I used a few SM57s, a cheap audio interface, and Garageband in my basement for the entirety of the album. While certainly far from ideal, I’m still content with the final product. I’m convinced the power of tube amps can breathe life into even the most digital of recordings. However, analog recording is certainly something I’m dying to try and will undoubtedly be attempted in the future.

4) How would you describe the music you're playing? Do you call it "60's garage" or do you consider there is much more to it?

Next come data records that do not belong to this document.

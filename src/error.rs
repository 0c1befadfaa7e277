//! Error types for CellarDB
//!
//! Provides a unified error type for all operations.

use thiserror::Error;

/// Result type alias using CellarError
pub type Result<T> = std::result::Result<T, CellarError>;

/// Unified error type for CellarDB operations
#[derive(Debug, Error)]
pub enum CellarError {
    // -------------------------------------------------------------------------
    // I/O Errors
    // -------------------------------------------------------------------------
    #[error("IO error: {0}")]
    Io(#[from] std::io::Error),

    // -------------------------------------------------------------------------
    // WAL Errors
    // -------------------------------------------------------------------------
    #[error("WAL corruption detected: {0}")]
    WalCorruption(String),

    #[error("WAL write failed: {0}")]
    WalWrite(String),

    // -------------------------------------------------------------------------
    // Storage Errors
    // -------------------------------------------------------------------------
    #[error("Corrupt segment {segment_id}: {reason}")]
    CorruptSegment { segment_id: u64, reason: String },

    #[error("Storage error: {0}")]
    Storage(String),

    #[error("Compaction aborted")]
    CompactionAborted,

    // -------------------------------------------------------------------------
    // Catalog / Table Errors
    // -------------------------------------------------------------------------
    #[error("Table already exists: {0}")]
    AlreadyExists(String),

    #[error("Table not found: {0}")]
    NotFound(String),

    #[error("Table is disabled: {0}")]
    TableDisabled(String),

    #[error("Table is being deleted: {0}")]
    TableDeleting(String),

    #[error("Table is read-only after a log failure: {0}")]
    ReadOnly(String),

    #[error("Unknown column family '{family}' in table '{table}'")]
    UnknownFamily { table: String, family: String },

    #[error("Catalog corruption: {0}")]
    CatalogCorruption(String),

    #[error("Invalid argument: {0}")]
    InvalidArgument(String),

    // -------------------------------------------------------------------------
    // Serialization Errors
    // -------------------------------------------------------------------------
    #[error("Serialization error: {0}")]
    Serialization(String),

    // -------------------------------------------------------------------------
    // Configuration Errors
    // -------------------------------------------------------------------------
    #[error("Configuration error: {0}")]
    Config(String),
}

impl From<bincode::Error> for CellarError {
    fn from(err: bincode::Error) -> Self {
        CellarError::Serialization(err.to_string())
    }
}

impl CellarError {
    /// True for checksum failures on segment data
    pub fn is_corruption(&self) -> bool {
        matches!(self, CellarError::CorruptSegment { .. })
    }

    pub(crate) fn corrupt_segment(segment_id: u64, reason: impl Into<String>) -> Self {
        CellarError::CorruptSegment {
            segment_id,
            reason: reason.into(),
        }
    }
}
//! Storage Module
//!
//! Persistent storage layer: immutable segments plus the manifest that
//! tracks which of them are live.
//!
//! ## Responsibilities
//! - Persist cells to disk in sorted, block-indexed segments
//! - Point lookups through Bloom filter and block index
//! - Range scans merged across memtables and segments
//! - Quarantine of segments that fail checksum verification
//!
//! See [`segment`] for the file format.

pub mod bloom;
mod manager;
mod manifest;
mod merge;
pub mod segment;

pub use bloom::BloomFilter;
pub use manager::{SegmentSnapshot, SegmentStore};
pub use manifest::ManifestState;
pub use merge::{CellIterator, MergeIterator};
pub use segment::{SegmentBuilder, SegmentIterator, SegmentMeta, SegmentReader};
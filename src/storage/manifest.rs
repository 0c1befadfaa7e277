//! Table manifest
//!
//! Records which segments are live, the next segment ID and the WAL
//! checkpoint covered by segments. Rewritten atomically on every flush,
//! compaction and quarantine.

use std::path::{Path, PathBuf};

use serde::{Deserialize, Serialize};

use crate::error::{CellarError, Result};
use crate::fsutil::{read_framed, write_framed};

use super::segment::SegmentMeta;

const MANIFEST_MAGIC: &[u8; 4] = b"CLMF";
const MANIFEST_VERSION: u16 = 1;
const MANIFEST_FILE: &str = "MANIFEST";

/// Persistent segment-set state of one table
#[derive(Debug, Clone, PartialEq, Eq, Serialize, Deserialize)]
pub struct ManifestState {
    pub next_segment_id: u64,
    /// Every WAL entry with LSN <= this is contained in a live segment
    pub flushed_lsn: u64,
    /// Live segments, oldest first
    pub segments: Vec<SegmentMeta>,
    /// Segments moved aside after failing verification
    pub quarantined: Vec<u64>,
}

impl Default for ManifestState {
    fn default() -> Self {
        Self {
            next_segment_id: 1,
            flushed_lsn: 0,
            segments: Vec::new(),
            quarantined: Vec::new(),
        }
    }
}

impl ManifestState {
    pub fn path(dir: &Path) -> PathBuf {
        dir.join(MANIFEST_FILE)
    }

    /// Load from `dir`; a missing manifest yields the empty state
    pub fn load(dir: &Path) -> Result<Self> {
        match read_framed::<ManifestState>(&Self::path(dir), MANIFEST_MAGIC, MANIFEST_VERSION)? {
            None => Ok(Self::default()),
            Some(Ok(state)) => Ok(state),
            Some(Err(e)) => Err(CellarError::Storage(format!(
                "manifest {} unreadable: {}",
                Self::path(dir).display(),
                e
            ))),
        }
    }

    /// Atomically replace the manifest in `dir`
    pub fn persist(&self, dir: &Path) -> Result<()> {
        write_framed(&Self::path(dir), MANIFEST_MAGIC, MANIFEST_VERSION, self)
    }

    pub fn contains(&self, id: u64) -> bool {
        self.segments.iter().any(|m| m.id == id)
    }
}
//! Table Module
//!
//! One column-family table: coordinates its WAL, memtables and segments.
//!
//! ## Responsibilities
//! - Assign timestamps and serialize mutations through the WAL
//! - Apply batches to the active memtable atomically
//! - Freeze and flush memtables into segments
//! - Run compactions against the segment store
//! - Replay the WAL on open
//! - Track the table state (active, flushing, compacting, disabled,
//!   read-only, deleting)

use std::fs;
use std::path::{Path, PathBuf};
use std::sync::atomic::{AtomicBool, AtomicU64, Ordering};
use std::sync::Arc;

use crossbeam::channel::Sender;
use parking_lot::{Mutex, RwLock};
use tracing::{debug, error, info, warn};

use crate::catalog::TableDescriptor;
use crate::compaction::{self, now_micros, CompactionHandle, CompactionOutcome};
use crate::config::Config;
use crate::encoding::Cell;
use crate::error::{CellarError, Result};
use crate::maintenance::MaintenanceTask;
use crate::memtable::MemTable;
use crate::query::{ReadView, Row, RowScanner, Scan};
use crate::storage::{SegmentMeta, SegmentStore};
use crate::wal::{Operation, WalRecovery, WalWriter};

/// Externally visible state of a table
#[derive(Debug, Clone, Copy, PartialEq, Eq)]
pub enum TableState {
    Active,
    Flushing,
    Compacting,
    Disabled,
    /// A WAL write failed; reads work, writes are rejected until
    /// [`Table::remount_wal`] succeeds
    ReadOnly,
    Deleting,
}

#[derive(Debug, Clone, Copy, PartialEq, Eq)]
enum Lifecycle {
    Active,
    Disabled,
    Deleting,
}

struct MemTables {
    active: Arc<MemTable>,
    /// Memtable being written to a segment
    frozen: Option<Arc<MemTable>>,
}
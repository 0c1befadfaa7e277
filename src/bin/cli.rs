//! CellarDB CLI
//!
//! Command-line interface for a local CellarDB data directory.

use clap::{Parser, Subcommand};
use tracing::error;
use tracing_subscriber::{fmt, EnvFilter};

use cellar::{Config, Result, Scan, Store};

/// CellarDB CLI
#[derive(Parser, Debug)]
#[command(name = "cellar-cli")]
#[command(about = "CLI for the CellarDB column-family store")]
#[command(version)]
struct Args {
    /// Data directory
    #[arg(short, long, default_value = "./data")]
    data_dir: String,

    #[command(subcommand)]
    command: Commands,
}

#[derive(Subcommand, Debug)]
enum Commands {
    /// Create a table
    CreateTable {
        name: String,

        /// Column families (at least one)
        #[arg(required = true)]
        families: Vec<String>,
    },

    /// Delete a table and all of its data
    DeleteTable { name: String },

    /// List tables
    List,

    /// Show a table's families and state
    Describe { name: String },

    /// Write a cell
    Put {
        table: String,
        row: String,
        /// Column as family:qualifier
        column: String,
        value: String,
    },

    /// Read the newest value of a cell
    Get {
        table: String,
        row: String,
        /// Column as family:qualifier
        column: String,

        /// Show up to this many versions
        #[arg(long)]
        versions: Option<usize>,
    },

    /// Delete a cell
    Delete {
        table: String,
        row: String,
        /// Column as family:qualifier
        column: String,
    },

    /// Delete every column of a row
    DeleteRow { table: String, row: String },

    /// Scan a row range
    Scan {
        table: String,

        /// First row (inclusive)
        #[arg(long, default_value = "")]
        start: String,

        /// Last row (exclusive, empty for unbounded)
        #[arg(long, default_value = "")]
        stop: String,

        /// Restrict to these families
        #[arg(long)]
        family: Vec<String>,

        /// Maximum rows to print
        #[arg(long)]
        limit: Option<usize>,
    },

    /// Flush the memtable to a segment
    Flush { table: String },

    /// Compact segments
    Compact {
        table: String,

        /// Merge every segment and purge expired tombstones
        #[arg(long)]
        major: bool,
    },
}

fn main() {
    let filter = EnvFilter::try_from_default_env().unwrap_or_else(|_| EnvFilter::new("warn"));
    fmt().with_env_filter(filter).with_target(true).init();

    let args = Args::parse();
    if let Err(e) = run(args) {
        error!("{}", e);
        eprintln!("error: {}", e);
        std::process::exit(1);
    }
}

fn run(args: Args) -> Result<()> {
    let config = Config::builder()
        .data_dir(&args.data_dir)
        .background_maintenance(false)
        .build();
    let store = Store::open(config)?;

    match args.command {
        Commands::CreateTable { name, families } => {
            let families: Vec<&str> = families.iter().map(String::as_str).collect();
            store.create_table(&name, &families)?;
            println!("OK");
        }
        Commands::DeleteTable { name } => {
            store.delete_table(&name)?;
            println!("OK");
        }
        Commands::List => {
            for table in store.list_tables() {
                println!("{}", table.name);
            }
        }
        Commands::Describe { name } => {
            let descriptor = store.describe_table(&name)?;
            let table = store.table(&name)?;
            println!("name:      {}", descriptor.name);
            println!("families:  {}", descriptor.families.join(", "));
            println!("enabled:   {}", descriptor.enabled);
            println!("state:     {:?}", table.state());
            println!("segments:  {}", table.segment_count());
            println!("memtable:  {} bytes", table.memtable_size());
        }
        Commands::Put {
            table,
            row,
            column,
            value,
        } => {
            let (family, qualifier) = split_column(&column)?;
            store.put(&table, row.as_bytes(), family, qualifier.as_bytes(), value.as_bytes())?;
            println!("OK");
        }
        Commands::Get {
            table,
            row,
            column,
            versions,
        } => {
            let (family, qualifier) = split_column(&column)?;
            let table = store.table(&table)?;
            match versions {
                Some(max) => {
                    for cell in table.get_versions(row.as_bytes(), family, qualifier.as_bytes(), max)? {
                        println!("{}\t{}", cell.timestamp, String::from_utf8_lossy(&cell.value));
                    }
                }
                None => match table.get(row.as_bytes(), family, qualifier.as_bytes())? {
                    Some(value) => println!("{}", String::from_utf8_lossy(&value)),
                    None => println!("(nil)"),
                },
            }
        }
        Commands::Delete { table, row, column } => {
            let (family, qualifier) = split_column(&column)?;
            store.delete(&table, row.as_bytes(), family, qualifier.as_bytes())?;
            println!("OK");
        }
        Commands::DeleteRow { table, row } => {
            let deleted = store.delete_row(&table, row.as_bytes())?;
            println!("(deleted {} columns)", deleted);
        }
        Commands::Scan {
            table,
            start,
            stop,
            family,
            limit,
        } => {
            let mut scan = Scan::range(start.as_bytes(), stop.as_bytes());
            for f in family {
                scan = scan.add_family(f);
            }
            if let Some(limit) = limit {
                scan = scan.with_limit(limit);
            }
            let scanner = store.table(&table)?.scan(scan)?;
            for row in scanner {
                let row = row?;
                for cell in &row.cells {
                    println!(
                        "{}\t{}:{}\t{}\t{}",
                        String::from_utf8_lossy(&row.key),
                        cell.family,
                        String::from_utf8_lossy(&cell.qualifier),
                        cell.timestamp,
                        String::from_utf8_lossy(&cell.value)
                    );
                }
            }
        }
        Commands::Flush { table } => {
            store.table(&table)?.flush()?;
            println!("OK");
        }
        Commands::Compact { table, major } => match store.table(&table)?.compact(major)? {
            Some(outcome) => println!(
                "compacted {} segments into {} ({} -> {} entries)",
                outcome.inputs.len(),
                outcome.outputs.len(),
                outcome.entries_read,
                outcome.entries_written
            ),
            None => println!("nothing to compact"),
        },
    }

    store.close()
}

fn split_column(column: &str) -> Result<(&str, &str)> {
    column.split_once(':').ok_or_else(|| {
        cellar::CellarError::InvalidArgument(format!("column '{}' is not family:qualifier", column))
    })
}
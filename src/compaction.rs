//! Compaction Module
//!
//! Size-tiered merging of segments.
//!
//! ## Policy
//! Once a table holds `trigger` or more segments, the `max_inputs` smallest
//! are merged into new segments (a *minor* compaction). A *major* compaction
//! merges every live segment and is the only kind that may purge tombstones,
//! because only then is every older version guaranteed to be in the inputs.
//!
//! ## Version retention
//! Cells of a column arrive newest first. The newest cell is kept. An older
//! put is kept while fewer than `max_versions` puts were kept, or while the
//! cell shadowing it is younger than `version_retention`. Everything below a
//! tombstone is dropped; the tombstone itself is dropped only by a major
//! compaction once it is older than `tombstone_grace`.

use std::fs;
use std::sync::atomic::{AtomicBool, Ordering};
use std::sync::Arc;
use std::time::{SystemTime, UNIX_EPOCH};

use tracing::{debug, warn};

use crate::config::CompactionConfig;
use crate::encoding::{CellKey, CellValue};
use crate::error::{CellarError, Result};
use crate::storage::segment::segment_path;
use crate::storage::{CellIterator, MergeIterator, SegmentBuilder, SegmentMeta, SegmentStore};

/// Cooperative abort switch for a running compaction
#[derive(Debug, Clone, Default)]
pub struct CompactionHandle {
    aborted: Arc<AtomicBool>,
}

impl CompactionHandle {
    pub fn new() -> Self {
        Self::default()
    }

    /// Ask the running (or next) compaction to stop at the next merge step
    pub fn abort(&self) {
        self.aborted.store(true, Ordering::SeqCst);
    }

    pub fn is_aborted(&self) -> bool {
        self.aborted.load(Ordering::SeqCst)
    }

    pub(crate) fn reset(&self) {
        self.aborted.store(false, Ordering::SeqCst);
    }
}

/// Summary of a finished compaction
#[derive(Debug, Clone)]
pub struct CompactionOutcome {
    pub inputs: Vec<u64>,
    pub outputs: Vec<SegmentMeta>,
    pub major: bool,
    pub entries_read: u64,
    pub entries_written: u64,
}

/// Select segments to merge
///
/// `metas` is the live list, oldest first. Returns the chosen IDs and
/// whether the selection covers every segment (major).
pub fn pick_inputs(metas: &[SegmentMeta], config: &CompactionConfig, major: bool) -> Option<(Vec<u64>, bool)> {
    if major {
        if metas.is_empty() {
            return None;
        }
        return Some((metas.iter().map(|m| m.id).collect(), true));
    }
    if metas.len() < config.trigger {
        return None;
    }

    let mut by_size: Vec<&SegmentMeta> = metas.iter().collect();
    by_size.sort_by_key(|m| (m.file_size, m.id));
    let chosen: Vec<u64> = by_size.iter().take(config.max_inputs).map(|m| m.id).collect();
    let covers_all = chosen.len() == metas.len();
    Some((chosen, covers_all))
}

/// Per-column retention decisions over a newest-first stream
pub struct VersionFilter {
    major: bool,
    now_micros: u64,
    max_versions: usize,
    retention_micros: u64,
    grace_micros: u64,
    column: Option<CellKey>,
    kept_puts: usize,
    /// Timestamp of the previous cell of the column
    shadow_ts: u64,
    masked: bool,
}

impl VersionFilter {
    pub fn new(major: bool, now_micros: u64, config: &CompactionConfig) -> Self {
        Self {
            major,
            now_micros,
            max_versions: config.max_versions,
            retention_micros: config.version_retention.as_micros() as u64,
            grace_micros: config.tombstone_grace.as_micros() as u64,
            column: None,
            kept_puts: 0,
            shadow_ts: 0,
            masked: false,
        }
    }

    /// Whether `key` survives the compaction
    pub fn admit(&mut self, key: &CellKey, value: &CellValue) -> bool {
        let first = match &self.column {
            Some(column) if column.same_column(key) => false,
            _ => {
                self.column = Some(key.clone());
                self.kept_puts = 0;
                self.masked = false;
                true
            }
        };

        if self.masked {
            return false;
        }

        if value.is_tombstone() {
            self.masked = true;
            let expired = self.now_micros.saturating_sub(key.timestamp) > self.grace_micros;
            return !(self.major && expired);
        }

        let keep = first
            || self.kept_puts < self.max_versions
            || self.now_micros.saturating_sub(self.shadow_ts) < self.retention_micros;
        self.shadow_ts = key.timestamp;
        if keep {
            self.kept_puts += 1;
        }
        keep
    }
}

/// Current wall clock in microseconds
pub(crate) fn now_micros() -> u64 {
    SystemTime::now()
        .duration_since(UNIX_EPOCH)
        .map(|d| d.as_micros() as u64)
        .unwrap_or(0)
}

/// Run one compaction over `store`
///
/// Returns `Ok(None)` when the policy selects nothing. On abort or failure
/// partial outputs are removed and the live segments are left untouched.
/// An input that turns out to be corrupt is quarantined and the compaction
/// starts over without it.
pub fn compact(
    store: &SegmentStore,
    config: &CompactionConfig,
    handle: &CompactionHandle,
    major: bool,
) -> Result<Option<CompactionOutcome>> {
    loop {
        match compact_once(store, config, handle, major) {
            Err(CellarError::CorruptSegment { segment_id, reason }) => {
                // Each pass removes a live segment, so this terminates
                if !store.quarantine(segment_id, &reason)? {
                    return Err(CellarError::corrupt_segment(segment_id, reason));
                }
                warn!(
                    dir = %store.dir().display(),
                    segment = segment_id,
                    reason = %reason,
                    "Compaction input corrupt, retrying without it"
                );
            }
            other => return other,
        }
    }
}

fn compact_once(
    store: &SegmentStore,
    config: &CompactionConfig,
    handle: &CompactionHandle,
    major: bool,
) -> Result<Option<CompactionOutcome>> {
    let metas = store.live_metas();
    let (ids, major) = match pick_inputs(&metas, config, major) {
        Some(selection) => selection,
        None => return Ok(None),
    };

    // Snapshot is newest first, which is the order the merge expects
    let snapshot = store.snapshot();
    let inputs: Vec<_> = snapshot.iter().filter(|r| ids.contains(&r.id())).cloned().collect();
    if inputs.len() != ids.len() {
        return Err(CellarError::Storage("compaction inputs changed".to_string()));
    }

    debug!(
        dir = %store.dir().display(),
        inputs = ?ids,
        major,
        "Starting compaction"
    );

    let sources: Vec<CellIterator> = inputs.iter().map(|r| Box::new(r.iter()) as CellIterator).collect();
    let mut merge = MergeIterator::new(sources);
    let mut filter = VersionFilter::new(major, now_micros(), config);

    let mut builder: Option<SegmentBuilder> = None;
    let mut outputs: Vec<SegmentMeta> = Vec::new();
    let mut entries_read = 0u64;
    let mut entries_written = 0u64;

    let merged = merge_into(
        store,
        config,
        handle,
        &mut merge,
        &mut filter,
        &mut builder,
        &mut outputs,
        &mut entries_read,
        &mut entries_written,
    );
    drop(inputs);

    let installed = merged.and_then(|()| {
        let added = outputs
            .iter()
            .map(|meta| Ok((meta.clone(), store.open_reader(meta)?)))
            .collect::<Result<Vec<_>>>()?;
        store.install(&ids, added, None)
    });

    if let Err(e) = installed {
        if let Some(b) = builder.take() {
            b.abandon();
        }
        for meta in &outputs {
            let _ = fs::remove_file(segment_path(store.dir(), meta.id));
        }
        return Err(e);
    }

    debug!(
        dir = %store.dir().display(),
        inputs = ids.len(),
        outputs = outputs.len(),
        entries_read,
        entries_written,
        "Compaction finished"
    );

    Ok(Some(CompactionOutcome {
        inputs: ids,
        outputs,
        major,
        entries_read,
        entries_written,
    }))
}

#[allow(clippy::too_many_arguments)]
fn merge_into(
    store: &SegmentStore,
    config: &CompactionConfig,
    handle: &CompactionHandle,
    merge: &mut MergeIterator,
    filter: &mut VersionFilter,
    builder: &mut Option<SegmentBuilder>,
    outputs: &mut Vec<SegmentMeta>,
    entries_read: &mut u64,
    entries_written: &mut u64,
) -> Result<()> {
    for item in merge {
        if handle.is_aborted() {
            return Err(CellarError::CompactionAborted);
        }
        let (key, value) = item?;
        *entries_read += 1;
        if !filter.admit(&key, &value) {
            continue;
        }

        if builder.is_none() {
            *builder = Some(store.new_builder()?);
        }
        let full = match builder.as_mut() {
            Some(b) => {
                b.add(&key, &value)?;
                *entries_written += 1;
                b.estimated_size() >= config.max_segment_size
            }
            None => false,
        };
        // Split output at the size limit
        if full {
            if let Some(b) = builder.take() {
                outputs.push(b.finish()?);
            }
        }
    }

    if let Some(last) = builder.take() {
        outputs.push(last.finish()?);
    }
    Ok(())
}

I would say that ‘60's garage definitely reigns as the underlying spirit behind the songs. While, at times, the album deviates from bare-boned rock’n’roll, most evidently in the countrified “Can’t Help But Dream” and the Byrdsy jangle of “Still Standing Here,” I still attempted to inject some stylistic hallmarks of ‘60's garage rock, whether that be a tremolo lead, or an inappropriately overdriven rhythm guitar.

5) What is your favorite topic/topic that comes easily when you write a new song?

Most of the songwriting on the album derives from my time in the school of Nuggets and Pebbles. By that, I mean your typical songs of love, lust, and lack thereof. However, the mental toll of quarantine certainly contributed to the delirium and self-loathing of some tracks.

6)  Do you have a video on youtube featuring a track from the CD?? 

No videos as of now.

7) Are there any bands in The USA today you consider yourself close to musically speaking?

It sounds a bit pretentious, but I truly don’t listen to many “new” bands. I seem to be perpetually stuck in a trend of backwards discovery. However, when I do listen to more recent bands, they tend to be fellow ‘60's garage revivalists such as the Reigning Sound, the Greenhornes, or the Mystery Lights.

8) To what kind of music did you listen to as teenagers? What were your favorite bands as a teenager? Name 3 bands that you consider still have an influence on your own work today.

As a rabid record collector from an early age, my musical horizons stretched quite wide as a teenager. The Shangri-Las, the Flying Burrito Brothers, and the Monkees were, and still are, as important to me as the MC5, 13th Floor Elevators, or the Stooges. The Isolators quickly became a vehicle to explore adaptations of rockabilly, country, blues, pop, and soul with an overarching garage attitude. Moreover, I was galvanized by Buffalo/WNY’s fabled garage rock/punk heritage, including the Good, the Jumpers, the Splatcats, the Ramrods, Girlpope, the Chesterfield Kings, the Rogues, and many, many others. As far as bands holding the most overt influence on the Isolators’ sound, I’d definitely single out the Flamin’ Groovies, the Real Kids, and the Seeds.

09) What are the plans for the rest of 2020 as far as you're concerned?

Definitely writing more material and recording. Perhaps enough to fill out a single or EP by the end of the year.

10) Do you intend to put a "live" band together to play these songs in front of an audience? Are you gonna play any famous cover songs during the gig? 

Yes! A band is currently in the works, including Mark Norris, with whom I co-wrote “Come On to Me.” Covers will definitely be an integral part of the set list, ranging from obscure Buffalo sides to garage-punk versions of ‘60's hits. The covers list has already grown out of control.

11) Anything you wanna add?

Thanks for this opportunity and the interest in the album!